Polizeistatistik zeigt alarmierende Zahlen bei Ausländerkriminalität
Eine aktuelle Auswertung der Polizeilichen Kriminalstatistik (PKS) durch das Bundeskriminalamt zeichnet ein klares und besorgniserregendes Bild. Die detaillierte Aufschlüsselung differenziert nicht nur zwischen Tatverdächtigen verschiedener Herkunft, sondern analysiert auch spezifische Deliktsbereiche. Die Daten belegen eindeutig: Deutschland steht vor wachsenden Herausforderungen im Bereich der Ausländerkriminalität.
Fakten statt politischer Korrektheit
Wer diese Realitäten benennt, wird in bestimmten gesellschaftlichen Kreisen schnell als rechtsradikal oder rassistisch abgestempelt. Besonders bei Themen wie kriminellen Ausländern reagieren Vertreter linker und grüner Parteien sowie Teile der Sozialdemokratie oft mit emotionalen Abwehrreflexen. Als Friedrich Merz über explodierende Gewalt in unserer Gesellschaft und deren Ursachen sprach, erntete er heftige Anfeindungen.
Doch die Zahlen sprechen eine deutliche Sprache: Junge Männer stellen die mit Abstand größte Tätergruppe dar und verantworten einen erheblichen Teil der Gewaltkriminalität. Besonders alarmierend ist der Anteil ausländischer Tatverdächtiger, der bei bestimmten Delikten deutlich überproportional ausfällt.
Konkrete Zahlen und Entwicklungen
Bei Gewaltdelikten liegt der Anteil nichtdeutscher Tatverdächtiger mittlerweile bei über 40 Prozent. Im Bereich der Sexualstraftaten haben knapp 40 Prozent der Verdächtigen keinen deutschen Pass. In einzelnen Herkunftsgruppen übersteigt die sogenannte Tatverdächtigenbelastung die Werte deutscher Staatsbürger um ein Vielfaches – mit durchweg steigender Tendenz.
Zwar benötigen diese Statistiken stets Kontext: Faktoren wie Altersstruktur, soziale Lage und Lebensumstände spielen eine bedeutende Rolle. Dennoch bleibt eine unbequeme Wahrheit bestehen: Es existiert ein erhebliches Problem, das nicht länger ignoriert werden darf.
Besonders auffällige Gruppen und Alltagsrealitäten
Die Kriminalstatistik identifiziert bestimmte Nationalitäten als besonders auffällig, darunter Syrer, Afghanen, Iraker und Marokkaner. Viele Angehörige dieser Gruppen sind im Zuge der Migrationsbewegungen der letzten zehn Jahre nach Deutschland gekommen.
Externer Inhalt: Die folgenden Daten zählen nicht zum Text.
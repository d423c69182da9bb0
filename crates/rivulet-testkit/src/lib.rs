//! Rivulet Testing Infrastructure
//!
//! A fake host with a batched watch mechanism, common streams
//! configurations, and tracing setup for tests.
//!
//! # Usage
//!
//! ```toml
//! [dev-dependencies]
//! rivulet-testkit = { path = "../rivulet-testkit" }
//! ```
//!
//! ```rust,ignore
//! use rivulet_testkit::*;
//!
//! #[test]
//! fn doubles() {
//!     let host = Rc::new(FakeHost::new("Counter").with_data("count", json!(5)));
//!     let _bridge = mount(&host, Some(doubling_config("count")));
//!     assert_eq!(host.value("doubled"), Some(json!(10)));
//! }
//! ```

#![allow(clippy::unwrap_used)]
#![allow(clippy::expect_used)]

pub mod fixtures;
pub mod host;

pub use fixtures::*;
pub use host::{FakeHost, WatchRecord};

/// Install a test-friendly tracing subscriber. Safe to call repeatedly.
///
/// The filter comes from `RUST_LOG`, defaulting to `warn`.
pub fn init_test_tracing() {
    let filter = tracing_subscriber::EnvFilter::try_from_default_env()
        .unwrap_or_else(|_| tracing_subscriber::EnvFilter::new("warn"));
    let _ = tracing_subscriber::fmt()
        .with_env_filter(filter)
        .with_target(false)
        .with_test_writer()
        .try_init();
}
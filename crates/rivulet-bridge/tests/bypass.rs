//! External stream aliasing tests

use std::rc::Rc;

use rivulet_bridge::prelude::*;
use rivulet_testkit::*;
use serde_json::json;

/// A prop that already holds a stream is aliased, not watched
#[test]
fn test_stream_prop_is_aliased() {
    init_test_tracing();
    let host = Rc::new(FakeHost::new("Child"));
    let external = host.stream_prop("data", Some(json!(1)));

    let dyn_host: Rc<dyn Host> = host.clone();
    let mut lifecycle = StreamsLifecycle::new(dyn_host, Some(mirror_config("data", "data")));
    lifecycle.before_create().unwrap();
    host.merge_data(lifecycle.data().unwrap());
    let report = lifecycle.created().unwrap();

    assert_eq!(report.bypassed, 1);
    assert_eq!(report.watching, 0);
    assert_eq!(host.watch_count(), 0);
    assert_eq!(host.value("mirror"), Some(json!(1)));

    external.push(json!(2));
    assert_eq!(host.value("mirror"), Some(json!(2)), "no flush needed for aliased streams");
}

/// Every value on the external stream reaches the sink, including repeats
#[test]
fn test_alias_forwards_every_emission() {
    let host = Rc::new(FakeHost::new("Child"));
    let external = host.stream_prop("data", None);
    let _lifecycle = mount(&host, Some(mirror_config("data", "data")));
    assert!(host.writes_to("mirror").is_empty());

    for value in [json!("a"), json!("a"), json!("b")] {
        external.push(value);
    }
    assert_eq!(host.writes_to("mirror"), vec![json!("a"), json!("a"), json!("b")]);
}

/// The alias is a separate stream derived from the external one
#[test]
fn test_alias_is_distinct_from_external_stream() {
    let host = Rc::new(FakeHost::new("Child"));
    let external = host.stream_prop("data", Some(json!(0)));
    let mut lifecycle = mount(&host, Some(mirror_config("input", "data")));

    let source = lifecycle.streams().unwrap().source("input").unwrap().clone();
    assert!(!source.ptr_eq(&external));

    lifecycle.before_destroy().unwrap();
    assert!(source.is_ended());
    assert!(!external.is_ended(), "the external stream belongs to the parent");

    external.push(json!(9));
    assert_eq!(host.value("mirror"), Some(json!(0)));
}

/// Mounting and tearing down children does not grow the parent's stream
#[test]
fn test_parent_stream_does_not_retain_torn_down_aliases() {
    let external = Stream::of(json!(0));
    for round in 0..100 {
        let host = Rc::new(FakeHost::new("Child").with_prop("data", &external));
        let mut lifecycle = mount(&host, Some(mirror_config("input", "data")));
        assert_eq!(external.dependent_count(), 1);

        external.push(json!(round));
        assert_eq!(host.value("mirror"), Some(json!(round)));

        lifecycle.before_destroy().unwrap();
        assert_eq!(external.dependent_count(), 0);
    }
    assert!(!external.is_ended());
}

/// A prop holding plain data is watched as usual
#[test]
fn test_plain_prop_is_watched() {
    let host = Rc::new(FakeHost::new("Child").with_prop("data", json!(1)));
    let config = StreamsConfig::with_helper(|_, helper| {
        let data = helper.from_watch("data", WatchOptions::immediate());
        Some(StreamsDecl::new(
            StreamSet::new(),
            StreamSet::new().with("mirror", data),
        ))
    });
    let _lifecycle = mount(&host, Some(config));

    assert_eq!(host.watch_count(), 1);
    assert_eq!(host.value("mirror"), Some(json!(1)));

    host.set_prop("data", json!(2));
    host.flush();
    assert_eq!(host.value("mirror"), Some(json!(2)));
}

/// Only property-name expressions are candidates for aliasing
#[test]
fn test_path_to_stream_prop_is_watched() {
    let host = Rc::new(FakeHost::new("Child"));
    host.stream_prop("data", Some(json!({ "n": 1 })));
    let config = StreamsConfig::with_helper(|_, helper| {
        let n = helper.from_watch(WatchExpression::Path("data.n".into()), WatchOptions::immediate());
        Some(StreamsDecl::new(StreamSet::new(), StreamSet::new().with("n", n)))
    });
    let _lifecycle = mount(&host, Some(config));

    assert_eq!(host.watch_count(), 1);
    assert_eq!(host.value("n"), Some(json!(1)));
}
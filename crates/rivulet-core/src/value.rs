//! Host property values
//!
//! A host property holds either nothing yet, plain data, or a stream. Source
//! and sink sets use the same representation so that a misconfigured entry can
//! be reported without being coerced.

use std::fmt;

use crate::reactive::{Stream, StreamCapability};

/// Dynamic payload carried by host properties and bridge streams.
pub type Value = serde_json::Value;

/// Content of a host property or of a source/sink set entry.
#[derive(Clone, Default)]
pub enum HostValue {
    /// Placeholder installed before the first real value arrives.
    #[default]
    Undefined,
    /// Plain, non-stream data.
    Data(Value),
    /// A stream of values.
    Stream(Stream<Value>),
}

impl HostValue {
    /// The stream held by this value, if it is one.
    pub fn as_stream(&self) -> Option<&Stream<Value>> {
        match self {
            HostValue::Stream(stream) => Some(stream),
            _ => None,
        }
    }

    /// The stream capability of this value, if it exposes one.
    pub fn capability(&self) -> Option<&dyn StreamCapability<Value>> {
        self.as_stream()
            .map(|stream| stream as &dyn StreamCapability<Value>)
    }

    /// Whether this value is the undefined placeholder.
    pub fn is_undefined(&self) -> bool {
        matches!(self, HostValue::Undefined)
    }

    /// Short description of the variant, used in diagnostics.
    pub fn kind(&self) -> &'static str {
        match self {
            HostValue::Undefined => "undefined",
            HostValue::Data(Value::Null) => "null",
            HostValue::Data(Value::Bool(_)) => "boolean",
            HostValue::Data(Value::Number(_)) => "number",
            HostValue::Data(Value::String(_)) => "string",
            HostValue::Data(Value::Array(_)) => "array",
            HostValue::Data(Value::Object(_)) => "object",
            HostValue::Stream(_) => "stream",
        }
    }

    /// Plain-data view: the data itself, or a stream's current value.
    pub fn snapshot(&self) -> Option<Value> {
        match self {
            HostValue::Undefined => None,
            HostValue::Data(value) => Some(value.clone()),
            HostValue::Stream(stream) => stream.current(),
        }
    }
}

impl PartialEq for HostValue {
    fn eq(&self, other: &Self) -> bool {
        match (self, other) {
            (HostValue::Undefined, HostValue::Undefined) => true,
            (HostValue::Data(a), HostValue::Data(b)) => a == b,
            (HostValue::Stream(a), HostValue::Stream(b)) => a.ptr_eq(b),
            _ => false,
        }
    }
}

impl fmt::Debug for HostValue {
    fn fmt(&self, f: &mut fmt::Formatter<'_>) -> fmt::Result {
        match self {
            HostValue::Undefined => f.write_str("Undefined"),
            HostValue::Data(value) => f.debug_tuple("Data").field(value).finish(),
            HostValue::Stream(stream) => f.debug_tuple("Stream").field(&stream.id()).finish(),
        }
    }
}

impl From<Value> for HostValue {
    fn from(value: Value) -> Self {
        HostValue::Data(value)
    }
}

impl From<Stream<Value>> for HostValue {
    fn from(stream: Stream<Value>) -> Self {
        HostValue::Stream(stream)
    }
}

impl From<&Stream<Value>> for HostValue {
    fn from(stream: &Stream<Value>) -> Self {
        HostValue::Stream(stream.clone())
    }
}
Die Auswirkungen sind im Alltag spürbar:
- Frauen meiden abends Parks und öffentliche Plätze aus Sicherheitsbedenken
- Diskotheken führen zeitweise Zugangsbeschränkungen für Nicht-Deutsche ein
- Antisemitische und homophobe Ideologien werden offen auf Straßen propagiert
- Jugendliche erleben in Schulen und öffentlichen Verkehrsmitteln Übergriffe
- Polizeibeamte berichten hinter vorgehaltener Hand von ihren täglichen Erfahrungen
- Bürger beobachten mit Sorge Veränderungen in ihren Wohnorten
Zeit für eine neue Integrationsdebatte
Über ein Jahrzehnt nach der Flüchtlingskrise 2015 wird endlich vorsichtig über Fakten und Probleme gesprochen – viel zu spät, wie der Autor betont. Das Verharmlosen oder Leugnen der Probleme hat schwerwiegende Folgen. Es geht nicht darum, pauschale Ressentiments zu schüren oder Hass zu verbreiten. Bürgerinnen und Bürger nehmen Veränderungen in ihrer Lebensumwelt jedoch sehr genau wahr und entwickeln berechtigte Sorgen.
Die zentrale Frage lautet daher nicht mehr, wie viele Menschen noch nach Deutschland kommen, sondern wer bereits hier ist und sich tatsächlich integrieren kann und will. Wer dies nicht tut, muss konsequente Konsequenzen erfahren: durch beschleunigte Abschiebeverfahren, Einrichtungen ähnlich den dänischen Abschiebegefängnissen oder Schnellverfahren vor deutschen Gerichten.
Zwar gibt es zahlreiche gut integrierte Zuwanderer, doch die negativen Folgen ungesteuerter Migration werden erst jetzt in vollem Umfang sichtbar und spürbar. Die Polizeistatistik liefert hierfür die empirische Grundlage – es ist an der Zeit, diese Fakten ernst zu nehmen und entsprechende Maßnahmen zu ergreifen.